Exercise goal:
Provide an exact copy of the lines from the beginning of the records through the line that includes "pub fn cors_layer(config: &Config)", and of no others.

Material for the task:
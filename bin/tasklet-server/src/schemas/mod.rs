//! Request and response shapes of the HTTP API.

pub mod api;
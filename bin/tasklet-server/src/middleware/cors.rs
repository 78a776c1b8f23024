use axum::http::HeaderValue;
use tower_http::cors::{Any, CorsLayer};

use crate::config::Config;

/// Allow-any CORS unless `TASKLET_CORS_ORIGINS` names at least one valid origin.
pub fn cors_layer(config: &Config) -> CorsLayer {
    let origins: Vec<HeaderValue> = config
        .cors_allowed_origins
        .as_deref()
        .unwrap_or_default()
        .split(',')
        .filter_map(|s| s.trim().parse().ok())
        .collect();

    let layer = CorsLayer::new().allow_headers(Any).allow_methods(Any);
    if origins.is_empty() {
        layer.allow_origin(Any)
    } else {
        layer.allow_origin(origins)
    }
}
use std::time::Instant;

use axum::body::{Body, Bytes};
use axum::extract::Request;
use axum::http::{HeaderMap, HeaderValue, header};
use axum::middleware::Next;
use axum::response::Response;
use http_body_util::BodyExt;
use tracing::{Instrument, debug, info, info_span, warn};
use uuid::Uuid;

pub static X_TRACE_ID: &str = "x-trace-id";

/// Bodies at or above this size are summarized instead of logged.
const MAX_LOGGED_BODY: usize = 1024;

/// Wrap each request in an `http_request` span keyed by a trace id.
///
/// The id comes from an incoming `x-trace-id` header when it is a valid UUID,
/// otherwise a fresh v4 is generated. It is forwarded to handlers and echoed
/// on the response.
pub async fn trace_middleware(req: Request<Body>, next: Next) -> Response {
    let start_time = Instant::now();

    let trace_id = req
        .headers()
        .get(X_TRACE_ID)
        .and_then(|v| v.to_str().ok())
        .and_then(|s| Uuid::parse_str(s).ok())
        .unwrap_or_else(Uuid::new_v4);

    let span = info_span!(
        "http_request",
        trace_id = %trace_id,
        method = %req.method(),
        path = %req.uri().path(),
    );

    async move {
        info!("→ request started");
        let header_value = HeaderValue::from_str(&trace_id.to_string()).ok();

        let (parts, body) = req.into_parts();
        let req_bytes = buffer_and_log("request", &parts.headers, body).await;
        let mut req = Request::from_parts(parts, Body::from(req_bytes));
        if let Some(value) = header_value.clone() {
            req.headers_mut().insert(X_TRACE_ID, value);
        }

        let response = next.run(req).await;

        let (parts, body) = response.into_parts();
        let res_bytes = buffer_and_log("response", &parts.headers, body).await;
        let mut response = Response::from_parts(parts, Body::from(res_bytes));
        if let Some(value) = header_value {
            response.headers_mut().insert(X_TRACE_ID, value);
        }

        info!(
            status = response.status().as_u16(),
            latency_ms = start_time.elapsed().as_millis(),
            "← response finished"
        );
        response
    }
    .instrument(span)
    .await
}

/// Collect a body, logging it when it is small JSON.
async fn buffer_and_log(direction: &str, headers: &HeaderMap, body: Body) -> Bytes {
    let content_type = headers
        .get(header::CONTENT_TYPE)
        .and_then(|v| v.to_str().ok())
        .unwrap_or("");

    let bytes = match body.collect().await {
        Ok(collected) => collected.to_bytes(),
        Err(e) => {
            warn!(direction, error = %e, "failed to read body");
            return Bytes::new();
        }
    };

    if content_type.contains("application/json") && bytes.len() < MAX_LOGGED_BODY {
        if let Ok(text) = std::str::from_utf8(&bytes) {
            debug!(direction, body = text, "body");
        }
    } else if !bytes.is_empty() {
        debug!(direction, content_type, size = bytes.len(), "body skipped");
    }

    bytes
}
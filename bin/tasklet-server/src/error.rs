//! Unified server error type.
//!
//! Every handler returns `Result<T, ServerError>`, which implements
//! [`axum::response::IntoResponse`] so errors become a JSON body with an
//! appropriate status code.
//!
//! Database errors are logged in full, but the caller only sees a generic
//! message so SQL and file paths never leak.

use std::collections::BTreeMap;

use axum::Json;
use axum::http::StatusCode;
use axum::response::{IntoResponse, Response};
use serde_json::json;
use tasklet_core::idempotency::GuardRejection;
use thiserror::Error;
use tracing::error;
use validator::ValidationErrors;

#[derive(Debug, Error)]
pub enum ServerError {
    /// Propagated from the task store.
    #[error("database error: {0}")]
    Database(#[from] sqlx::Error),

    #[error("not found: {0}")]
    NotFound(String),

    #[error("bad request: {0}")]
    BadRequest(String),

    /// Request body parsed but failed field validation.
    #[error("validation failed: {0}")]
    Validation(#[from] ValidationErrors),

    /// Same idempotency key seen again for the same route.
    #[error("conflict: {0}")]
    Conflict(String),

    #[error("too many requests")]
    TooManyRequests { retry_after_secs: u64 },
}

impl From<GuardRejection> for ServerError {
    fn from(rejection: GuardRejection) -> Self {
        match rejection {
            GuardRejection::MissingKey => ServerError::BadRequest(rejection.to_string()),
            GuardRejection::Duplicate => ServerError::Conflict(rejection.to_string()),
        }
    }
}

impl IntoResponse for ServerError {
    fn into_response(self) -> Response {
        let (status, client_message) = match &self {
            ServerError::NotFound(m) => (StatusCode::NOT_FOUND, m.clone()),
            ServerError::BadRequest(m) => (StatusCode::BAD_REQUEST, m.clone()),
            ServerError::Conflict(m) => (StatusCode::CONFLICT, m.clone()),
            ServerError::Validation(errors) => {
                let body = json!({
                    "error": "validation failed",
                    "fields": field_messages(errors),
                });
                return (StatusCode::BAD_REQUEST, Json(body)).into_response();
            }
            ServerError::TooManyRequests { retry_after_secs } => {
                let body = json!({
                    "error": "rate limit exceeded",
                    "retry_after_seconds": retry_after_secs,
                });
                return (
                    StatusCode::TOO_MANY_REQUESTS,
                    [(http::header::RETRY_AFTER, retry_after_secs.to_string())],
                    Json(body),
                )
                    .into_response();
            }
            ServerError::Database(e) => {
                error!(error = %e, "database error");
                (
                    StatusCode::INTERNAL_SERVER_ERROR,
                    "internal server error".to_owned(),
                )
            }
        };
        (status, Json(json!({ "error": client_message }))).into_response()
    }
}

/// Field name → human-readable messages, sorted for stable output.
fn field_messages(errors: &ValidationErrors) -> BTreeMap<String, Vec<String>> {
    errors
        .field_errors()
        .into_iter()
        .map(|(field, errs)| {
            let messages = errs
                .iter()
                .map(|e| {
                    e.message
                        .as_ref()
                        .map(|m| m.to_string())
                        .unwrap_or_else(|| e.code.to_string())
                })
                .collect();
            (field.to_string(), messages)
        })
        .collect()
}

#[cfg(test)]
mod tests {
    use super::*;
    use http_body_util::BodyExt;
    use validator::ValidationError;

    async fn body_json(response: Response) -> serde_json::Value {
        let bytes = response.into_body().collect().await.unwrap().to_bytes();
        serde_json::from_slice(&bytes).unwrap()
    }

    #[tokio::test]
    async fn database_errors_are_masked() {
        let response = ServerError::Database(sqlx::Error::PoolTimedOut).into_response();
        assert_eq!(response.status(), StatusCode::INTERNAL_SERVER_ERROR);
        assert_eq!(body_json(response).await["error"], "internal server error");
    }

    #[tokio::test]
    async fn guard_rejections_map_to_400_and_409() {
        let missing = ServerError::from(GuardRejection::MissingKey).into_response();
        assert_eq!(missing.status(), StatusCode::BAD_REQUEST);
        let duplicate = ServerError::from(GuardRejection::Duplicate).into_response();
        assert_eq!(duplicate.status(), StatusCode::CONFLICT);
    }

    #[tokio::test]
    async fn validation_errors_list_fields() {
        let mut errors = ValidationErrors::new();
        errors.add(
            "title",
            ValidationError::new("blank").with_message("title must not be blank".into()),
        );
        let response = ServerError::Validation(errors).into_response();
        assert_eq!(response.status(), StatusCode::BAD_REQUEST);
        let body = body_json(response).await;
        assert_eq!(body["fields"]["title"][0], "title must not be blank");
    }

    #[tokio::test]
    async fn rate_limit_sets_retry_after() {
        let response = ServerError::TooManyRequests { retry_after_secs: 12 }.into_response();
        assert_eq!(response.status(), StatusCode::TOO_MANY_REQUESTS);
        assert_eq!(response.headers()[http::header::RETRY_AFTER], "12");
    }
}
//! Task domain model.

pub mod page;
pub mod task;

pub use page::{DEFAULT_PAGE_SIZE, MAX_PAGE_SIZE, PageRequest};
pub use task::{NewTask, TaskDraft, TaskId, TaskPatch, TaskRecord, TaskStatus, UnknownStatus};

Output of the exercise:
filename bin/tasklet-server/src/schemas/mod.rs
//! Request and response shapes of the HTTP API.

pub mod api;
filename bin/tasklet-server/src/middleware/cors.rs
repository 78a776c1b8f23024
use axum::http::HeaderValue;
use tower_http::cors::{Any, CorsLayer};

use crate::config::Config;

/// Allow-any CORS unless `TASKLET_CORS_ORIGINS` names at least one valid origin.
pub fn cors_layer(config: &Config) -> CorsLayer {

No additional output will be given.